Ideally, therapies will be developed that address the upstream metabolic abnormalities that lead to NASH and the liver-specific processes that occur in NASH to stimulate the activation of hepatic stellate cells with accumulation of fibrosis. However, patients will always present with various stages of advanced fibrosis, and agents that can reverse established fibrosis could reduce mortality and the need for liver transplantation. Simtuzumab (GS-6624, Gilead Sciences) was developed as an inhibitor of collagen cross-linking and maturation. However, it failed to meet key endpoints in a large clinical trial,46 thus highlighting the challenges of this therapeutic approach. The galectin-3 inhibitor GR-MD-02 (Galectin Therapeutics), a complex carbohydrate that is administered intravenously with the goal of interfering with stellate cell activation, has been investigated.
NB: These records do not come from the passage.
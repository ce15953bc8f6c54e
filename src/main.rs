//! PDF Intake Server - Entry point
//!
//! An MCP server for PDF intake, QR code and GSTIN extraction.

use clap::Parser;
use pdf_intake_server::{run_server_with_config, ServerArgs, ServerConfig};
use tracing_subscriber::{layer::SubscriberExt, util::SubscriberInitExt};

#[tokio::main]
async fn main() -> anyhow::Result<()> {
    let args = ServerArgs::parse();

    // Initialize logging
    tracing_subscriber::registry()
        .with(
            tracing_subscriber::EnvFilter::try_from_default_env()
                .unwrap_or_else(|_| "pdf_intake_server=info".into()),
        )
        .with(tracing_subscriber::fmt::layer().with_writer(std::io::stderr))
        .init();

    tracing::info!("Starting PDF Intake Server");

    run_server_with_config(ServerConfig::from(args)).await
}
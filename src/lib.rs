//! PDF Intake Server Library
//!
//! This crate provides MCP tools for PDF intake:
//! - `upload_pdf`: Store a PDF (rejecting byte-identical duplicates) and analyse it
//! - `extract_qr_codes`: Decode QR codes from embedded images
//! - `extract_metadata`: Read document properties with a quality verdict
//! - `extract_gstin`: Extract text and find a GSTIN
//! - `list_documents`: List stored documents

pub mod check;
pub mod config;
pub mod error;
pub mod gstin;
pub mod pdf;
pub mod pipeline;
pub mod qr;
pub mod server;
pub mod source;

pub use check::{MetadataCheck, RequiredFields};
pub use config::{QrConfig, ServerArgs, ServerConfig};
pub use error::{Error, Result};
pub use pipeline::{DocumentReport, GstinMatch, IntakePipeline};
pub use qr::{extract_qr_codes, QrExtractor, QrScanReport};
pub use server::{run_server, run_server_with_config, IntakeServer, PdfSource};
pub use source::{DocumentStore, StoredDocument};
A clinical trial of this agent demonstrated measurable reductions in the hepatic venous pressure gradient from the portal vein to the hepatic vein in patients without varices.47 This agent will likely be evaluated further in clinical trials.


NASH has become a major cause of liver disease in adults and children. Focusing on healthy eating habits and engaging in regular exercise are the primary recommendations for preventing and reversing NASH. However, these methods are not always successful for a variety of reasons; thus, pharmacologic approaches are needed. The pathogenesis of NASH is thought to be related to an overload of carbohydrates and fatty acids to the liver resulting in hepatocyte stress, apoptosis, inflammation, and fibrogenesis that leads to cirrhosis. Blocking the pathways of this multistep process is now being evaluated in many early- and late-stage clinical trials of drugs that have the potential to beneficially alter the underlying metabolic abnormalities and the liver cell stress, inflammation, and fibrosis that characterize NASH. Multiple therapeutic agents for NASH may be available over the next 2 to 5 years, and understanding their mechanisms of action will help guide a personalized approach to the prevention and treatment of NASH.

Dr Neuschwander-Tetri has received honoraria for consulting and advising regarding trial design and data interpretation for Allergan, Arrowhead Pharmaceuticals, Boehringer Ingelheim, Bristol-Myers Squibb, ConSynance Therapeutics, Cymabay Therapeutics, Enanta Pharmaceuticals, Gilead Sciences, Intercept Pharmaceuticals, Karos Pharmaceuticals, Lexicon Pharmaceuticals, Madrigal Pharmaceuticals, and NGM Biopharmaceuticals.